[Records from a data collection]
------------------------------------

impl SuspendedFrame {
    /// Textual value of a variable in the suspended frame, if in scope
    pub fn variable(&self, name: &str) -> Option<&str> {
        self.variables.get(name).map(String::as_str)
    }

    pub fn line(&self) -> u32 {
        self.location.line_number().unwrap_or(0)
    }
}

/// One live debugging session against one target process
pub struct DebugSession {
    conn: WireConnection,
    child: Option<Child>,
    state: SessionState,
    armed: BTreeSet<CodeElementName>,
    pending: BTreeSet<CodeElementName>,
}

impl DebugSession {
    /// Launch the configured target with remote debugging enabled and wait
    /// for it to attach. Fails fatally, with the child reaped, if the target
    /// does not connect back within the configured timeout.
    pub fn start(config: &Config) -> Result<DebugSession, LocalizerError> {
        let listener =
            TcpListener::bind("127.0.0.1:0").map_err(|e| LocalizerError::LaunchFailure {
                message: format!("cannot bind session listener: {}", e),
            })?;
        listener
            .set_nonblocking(true)
            .map_err(|e| LocalizerError::LaunchFailure {
                message: format!("cannot poll session listener: {}", e),
            })?;
        let port = listener
            .local_addr()
            .map_err(|e| LocalizerError::LaunchFailure {
                message: format!("cannot resolve session listener: {}", e),
            })?
            .port();

        let program = config
            .target_command
            .first()
            .ok_or_else(|| LocalizerError::LaunchFailure {
                message: "no target command configured".to_string(),
            })?;
        let mut child = Command::new(program)
            .args(&config.target_command[1..])
            .env("CULPA_DEBUG_PORT", port.to_string())
            .stdin(Stdio::null())
            .stdout(Stdio::null())
            .stderr(Stdio::null())
            .spawn()
            .map_err(|e| LocalizerError::LaunchFailure {
                message: format!("cannot spawn {}: {}", program, e),
            })?;
        debug!(pid = child.id(), port, "target launched, awaiting attach");

        let deadline = Instant::now() + config.attach_timeout();
        loop {
            match listener.accept() {
                Ok((stream, peer)) => {
                    debug!(%peer, "target attached");
                    return Self::from_stream(stream, Some(child));
                }
                Err(e) if e.kind() == std::io::ErrorKind::WouldBlock => {
                    if let Ok(Some(status)) = child.try_wait() {
                        return Err(LocalizerError::ProcessFailure {
                            status: status.code(),
                        });
                    }
                    if Instant::now() >= deadline {
                        Self::reap(&mut child);
                        return Err(LocalizerError::ConnectionFailure {
                            timeout_ms: config.attach_timeout_ms,
                        });
                    }
                    std::thread::sleep(ACCEPT_POLL_INTERVAL);
                }
                Err(e) => {
                    Self::reap(&mut child);
                    return Err(LocalizerError::LaunchFailure {
                        message: format!("accept failed: {}", e),
                    });
                }
            }
        }
    }

    /// Attach to a target already listening for a controller. Used for
    /// externally-managed targets; the session then owns the connection but
    /// not the process.
    pub fn attach(addr: SocketAddr, timeout: Duration) -> Result<DebugSession, LocalizerError> {
        let deadline = Instant::now() + timeout;
        loop {
            match TcpStream::connect(addr) {
                Ok(stream) => return Self::from_stream(stream, None),
                Err(_) if Instant::now() < deadline => {
                    std::thread::sleep(ACCEPT_POLL_INTERVAL);
                }
                Err(_) => {
                    return Err(LocalizerError::ConnectionFailure {
                        timeout_ms: timeout.as_millis() as u64,
                    })
                }
            }
        }
    }

    fn from_stream(
        stream: TcpStream,
        mut child: Option<Child>,
    ) -> Result<DebugSession, LocalizerError> {
        // An accepted socket can inherit the listener's non-blocking mode
        let _ = stream.set_nonblocking(false);
        let _ = stream.set_nodelay(true);
        let conn = match WireConnection::new(stream) {
            Ok(conn) => conn,
            Err(e) => {
                // The launched target must not outlive a failed session
                if let Some(child) = child.as_mut() {
                    Self::reap(child);
                }
                return Err(LocalizerError::LaunchFailure {
                    message: format!("cannot initialize wire connection: {}", e),
                });
            }
        };
        Ok(DebugSession {
            conn,
            child,
            state: SessionState::Connected,
            armed: BTreeSet::new(),
            pending: BTreeSet::new(),
        })
    }

    pub fn state(&self) -> SessionState {
        self.state
    }

    /// Arm a breakpoint at a line-grained location. Idempotent; a location
    /// whose containing unit is not loaded yet is kept pending and re-armed
    /// opportunistically as units load. A location that never resolves is
    /// silently inert.
    pub fn set_breakpoint(&mut self, location: &CodeElementName) -> Result<(), LocalizerError> {
        self.require(SessionState::Connected, "set_breakpoint")?;
        if self.armed.contains(location) || self.pending.contains(location) {
            return Ok(());
        }
        let (method, line) = match (location.method_name(), location.line_number()) {
            (Some(method), Some(line)) => (method.to_string(), line),
            _ => {
                warn!(location = %location, "ignoring non-line breakpoint location");
                return Ok(());
            }
        };
        let payload = self.conn.request(WireCommand::SetBreakpoint {
            class: location.class_name().to_string(),
            method,
            line,
        })?;
        match payload {
            ReplyPayload::BreakpointResolved => {
                self.armed.insert(location.clone());
            }
            ReplyPayload::BreakpointPending => {
                debug!(location = %location, "breakpoint pending unit load");
                self.pending.insert(location.clone());
            }
            _ => {
                return Err(WireError::UnexpectedPayload {
                    expected: "breakpoint resolution",
                }
                .into())
            }
        }
        Ok(())
    }

    /// Resume the target until the designated test completes or the target
    /// dies. Each breakpoint hit suspends the target, reads the current
    /// frame, and hands it to `on_hit` before resuming; hits are handled one
    /// at a time, in execution order. A session supports multiple sequential
    /// `run_test` calls.
    pub fn run_test<F>(&mut self, test: &str, mut on_hit: F) -> Result<TestOutcome, LocalizerError>
    where
        F: FnMut(&SuspendedFrame),
    {
        self.require(SessionState::Connected, "run_test")?;
        self.state = SessionState::Running;
        let outcome = self.pump(test, &mut on_hit);
        if outcome.is_ok() {
            self.state = SessionState::Connected;
        }
        outcome
    }

    fn pump<F>(&mut self, test: &str, on_hit: &mut F) -> Result<TestOutcome, LocalizerError>
    where
        F: FnMut(&SuspendedFrame),
    {
        self.expect_ok_running(WireCommand::RunTest {
            test: test.to_string(),
        })?;
        loop {
            let event = match self.conn.next_event() {
                Ok(event) => event,
                Err(WireError::ClosedByPeer) => return Err(self.target_lost()),
                Err(e) => return Err(e.into()),
            };
            match event {
                Event::UnitLoaded { unit } => self.rearm_pending(&unit)?,
                Event::BreakpointHit {
                    class,
                    method,
                    line,
                } => {
                    let payload = self.request_running(WireCommand::ReadFrame)?;
                    let variables = match payload {
                        ReplyPayload::Frame { variables } => variables,
                        _ => {
                            return Err(WireError::UnexpectedPayload {
                                expected: "frame variables",
                            }
                            .into())
                        }
                    };
                    let frame = SuspendedFrame {
                        location: CodeElementName::line(&class, &method, line),
                        variables,
                    };
                    on_hit(&frame);
                    self.expect_ok_running(WireCommand::Resume)?;
                }
                Event::TestFinished {
                    passed, assertion, ..
                } => {
                    return Ok(if passed {
                        TestOutcome::Passed
                    } else {
                        TestOutcome::Failed(assertion.map(Into::into))
                    });
                }
                Event::TargetExited { status } => {
                    return Err(LocalizerError::ProcessFailure {
                        status: Some(status),
                    });
                }
            }
        }
    }

    /// Retry pending breakpoints whose class lives in the freshly loaded unit.
    fn rearm_pending(&mut self, unit: &str) -> Result<(), LocalizerError> {
        let candidates: Vec<CodeElementName> = self
            .pending
            .iter()
            .filter(|loc| loc.class_name() == unit)
            .cloned()
            .collect();
        for location in candidates {
            let (method, line) = match (location.method_name(), location.line_number()) {
                (Some(method), Some(line)) => (method.to_string(), line),
                _ => continue,
            };
            let payload = self.request_running(WireCommand::SetBreakpoint {
                class: location.class_name().to_string(),
                method,
                line,
            })?;
            if payload == ReplyPayload::BreakpointResolved {
                self.pending.remove(&location);
                self.armed.insert(location);
            }
        }
        Ok(())
    }

    /// Remove all armed breakpoints. Idempotent; safe with none active.
    pub fn cleanup_event_requests(&mut self) -> Result<(), LocalizerError> {
        if self.state == SessionState::Closed {
            return Ok(());
        }
        self.require(SessionState::Connected, "cleanup_event_requests")?;
        if self.armed.is_empty() && self.pending.is_empty() {
            return Ok(());
        }
        self.expect_ok(WireCommand::ClearBreakpoints)?;
        self.armed.clear();
        self.pending.clear();
        Ok(())
    }

    /// Scoped release: detach, kill the target if still alive, drop the
    /// connection. Idempotent and infallible by construction; runs on normal
    /// completion and on any failure raised while the session was open.
    pub fn close(&mut self) {
        if self.state == SessionState::Closed {
            return;
        }
        let _ = self.conn.request(WireCommand::Detach);
        if let Some(mut child) = self.child.take() {
            Self::reap(&mut child);
        }
        self.armed.clear();
        self.pending.clear();
        self.state = SessionState::Closed;
        debug!("session closed");
    }

    fn target_lost(&mut self) -> LocalizerError {
        let status = self
            .child
            .as_mut()
            .and_then(|child| child.wait().ok())
            .and_then(|status| status.code());
        LocalizerError::ProcessFailure { status }
    }

    /// Request issued while the target is running. A peer that vanished
    /// between frames is a dead target, not a protocol defect.
    fn request_running(&mut self, command: WireCommand) -> Result<ReplyPayload, LocalizerError> {
        match self.conn.request(command) {
            Ok(payload) => Ok(payload),
            Err(WireError::ClosedByPeer) => Err(self.target_lost()),
            Err(WireError::Io(e))
                if matches!(
                    e.kind(),
                    std::io::ErrorKind::BrokenPipe
                        | std::io::ErrorKind::ConnectionReset
                        | std::io::ErrorKind::UnexpectedEof
                ) =>
            {
                Err(self.target_lost())
            }
            Err(e) => Err(e.into()),
        }
    }

    fn expect_ok_running(&mut self, command: WireCommand) -> Result<(), LocalizerError> {
        match self.request_running(command)? {
            ReplyPayload::Ok => Ok(()),
            _ => Err(WireError::UnexpectedPayload { expected: "ok" }.into()),
        }
    }

    fn expect_ok(&mut self, command: WireCommand) -> Result<(), LocalizerError> {
        match self.conn.request(command)? {
            ReplyPayload::Ok => Ok(()),
            _ => Err(WireError::UnexpectedPayload { expected: "ok" }.into()),
        }
    }

    fn require(
        &self,
        required: SessionState,
        operation: &'static str,
    ) -> Result<(), LocalizerError> {
        if self.state == required {
            Ok(())
        } else {
            Err(LocalizerError::SessionState {
                state: self.state.as_str(),
                operation,
                required: required.as_str(),
            })
        }
    }

    fn reap(child: &mut Child) {
        match child.try_wait() {
            Ok(Some(_)) => {}
            _ => {
                let _ = signal::kill(Pid::from_raw(child.id() as i32), Signal::SIGKILL);
                let _ = child.wait();
            }
        }
    }
}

------------------------------------

_ASSIGNMENT_: Write out every line of the entries that holds the word "SuspendedFrame".

_ANSWER AREA_:
impl SuspendedFrame {
        F: FnMut(&SuspendedFrame),
        F: FnMut(&SuspendedFrame),
                    let frame = SuspendedFrame {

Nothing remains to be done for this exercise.